With NGM funding exploration to earn into Swift and multiple other partner-funded projects in the pipeline, Ridgeline provides exposure to district-scale discovery potential in Nevada with limited shareholder dilution. The prospect generator model allows monetizing success on a project-by-project basis, and upcoming fully-funded catalysts make Ridgeline a compelling exploration story offering flexibility in realizing value from the discovery.
Erdene Resource Development
Erdene Resource Development (TSX:ERD) is poising to transition from explorer to producer with its Bayan Khundii gold project in Mongolia targeting first production in mid-2025. At 60% complete, the project is on track with the processing plant structure erected and a power line to China under construction, demonstrating strong strategic infrastructure support. With all-in costs among the lowest globally, Erdene expects to generate significant free cash flow to simultaneously fund exploration and rapidly repay debt. The company's five-year growth strategy aims to expand production to 200-250koz/year by advancing multiple satellite deposits, leveraging infrastructure and its first-mover advantage in an emerging gold district.

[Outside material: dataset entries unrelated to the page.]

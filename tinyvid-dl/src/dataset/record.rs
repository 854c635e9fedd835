use crate::common::*;

/// Channel means of the fixed photometric normalization.
pub const NORMALIZE_MEAN: [f32; 3] = [0.485, 0.456, 0.406];
/// Channel standard deviations of the fixed photometric normalization.
pub const NORMALIZE_STD: [f32; 3] = [0.229, 0.224, 0.225];

/// The record with image path and box, but without image pixels.
#[derive(Debug, Clone, PartialEq, Eq, Hash)]
pub struct FileRecord {
    pub path: PathBuf,
    pub class: usize,
    /// Bounding box in pixel units of the source image.
    pub bbox: TLBR<R64>,
}

/// The loaded record: decoded pixels, class id and box, owned by the dataset.
#[derive(Debug, Clone)]
pub struct Record {
    pub image: RgbImage,
    pub class: usize,
    pub bbox: TLBR<R64>,
}

/// A composed sample returned by per-index retrieval.
///
/// Image and box are independent copies; mutating them never touches the
/// dataset's stored records.
#[derive(Debug, Clone, PartialEq)]
pub struct Sample {
    pub image: ChwImage,
    pub class: usize,
    pub bbox: TLBR<R64>,
}

/// A 3-channel image in CHW layout with normalized float channels.
#[derive(Debug, Clone, PartialEq, Getters, CopyGetters)]
pub struct ChwImage {
    data: Vec<f32>,
    #[getset(get_copy = "pub")]
    height: u32,
    #[getset(get_copy = "pub")]
    width: u32,
}

impl ChwImage {
    /// Apply the fixed photometric normalization `(p / 255 - mean) / std`.
    pub fn from_rgb_normalized(image: &RgbImage) -> Self {
        let (width, height) = image.dimensions();
        let num_pixels = (width as usize) * (height as usize);
        let mut data = vec![0.0; num_pixels * 3];

        for (x, y, pixel) in image.enumerate_pixels() {
            let offset = (y * width + x) as usize;
            for channel in 0..3 {
                let value = pixel[channel] as f32 / 255.0;
                data[channel * num_pixels + offset] =
                    (value - NORMALIZE_MEAN[channel]) / NORMALIZE_STD[channel];
            }
        }

        Self {
            data,
            height,
            width,
        }
    }

    /// Invert the fixed normalization back to an 8-bit image for display.
    pub fn to_rgb(&self) -> RgbImage {
        let num_pixels = (self.width as usize) * (self.height as usize);
        RgbImage::from_fn(self.width, self.height, |x, y| {
            let offset = (y * self.width + x) as usize;
            let mut pixel = [0u8; 3];
            for channel in 0..3 {
                let value = self.data[channel * num_pixels + offset] * NORMALIZE_STD[channel]
                    + NORMALIZE_MEAN[channel];
                pixel[channel] = (value * 255.0).round().clamp(0.0, 255.0) as u8;
            }
            Rgb(pixel)
        })
    }

    pub fn data(&self) -> &[f32] {
        &self.data
    }

    /// The value of `channel` at pixel `(x, y)`.
    pub fn get(&self, channel: usize, y: u32, x: u32) -> f32 {
        let num_pixels = (self.width as usize) * (self.height as usize);
        self.data[channel * num_pixels + (y * self.width + x) as usize]
    }
}

#[cfg(test)]
mod tests {
    use super::*;
    use approx::assert_abs_diff_eq;

    #[test]
    fn normalization_of_known_pixel() {
        let image = RgbImage::from_pixel(2, 2, Rgb([255, 0, 128]));
        let chw = ChwImage::from_rgb_normalized(&image);

        assert_eq!(chw.height(), 2);
        assert_eq!(chw.width(), 2);
        assert_abs_diff_eq!(chw.get(0, 0, 0), (1.0 - 0.485) / 0.229, epsilon = 1e-6);
        assert_abs_diff_eq!(chw.get(1, 1, 1), (0.0 - 0.456) / 0.224, epsilon = 1e-6);
        assert_abs_diff_eq!(
            chw.get(2, 0, 1),
            (128.0 / 255.0 - 0.406) / 0.225,
            epsilon = 1e-6
        );
    }

    #[test]
    fn normalization_round_trip() {
        let image = RgbImage::from_fn(3, 3, |x, y| Rgb([(x * 40) as u8, (y * 70) as u8, 200]));
        let restored = ChwImage::from_rgb_normalized(&image).to_rgb();
        assert_eq!(restored, image);
    }
}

Erdene's strategic partnership with a major Mongolian mining company, MMC, provides crucial in-country expertise and synergies. With near-term production and district-scale growth potential, Erdene offers a unique opportunity to gain exposure to Mongolia as a new frontier for gold mining investment.
Alkane Resources
Alkane Resources (ASX:ALK), an Australian gold producer, is generating solid margins and cash flow that position it for a potential re-rating. With all-in sustaining costs around A$2,000/oz and gold near A$4,000/oz, Alkane is enjoying robust profitability. A prudent hedging strategy provides downside protection while maintaining significant exposure to higher gold prices.
Alkane is investing in multiple initiatives to expand production to 100,000 oz/year and extend mine life into the 2030s. These organic growth projects are fully funded at current gold prices, providing a clear path to increased scale and cash generation.
First Mining Gold
First Mining Gold (TSX:FF) owns two of the 10 largest undeveloped gold projects in Canada with the Springpole and Duparquet deposits. The positive 2021 PFS for Springpole highlighted a large open-pit development with attractive economics and leverage to higher gold prices. First Mining is advancing Springpole through permitting with significant exploration upside still remaining.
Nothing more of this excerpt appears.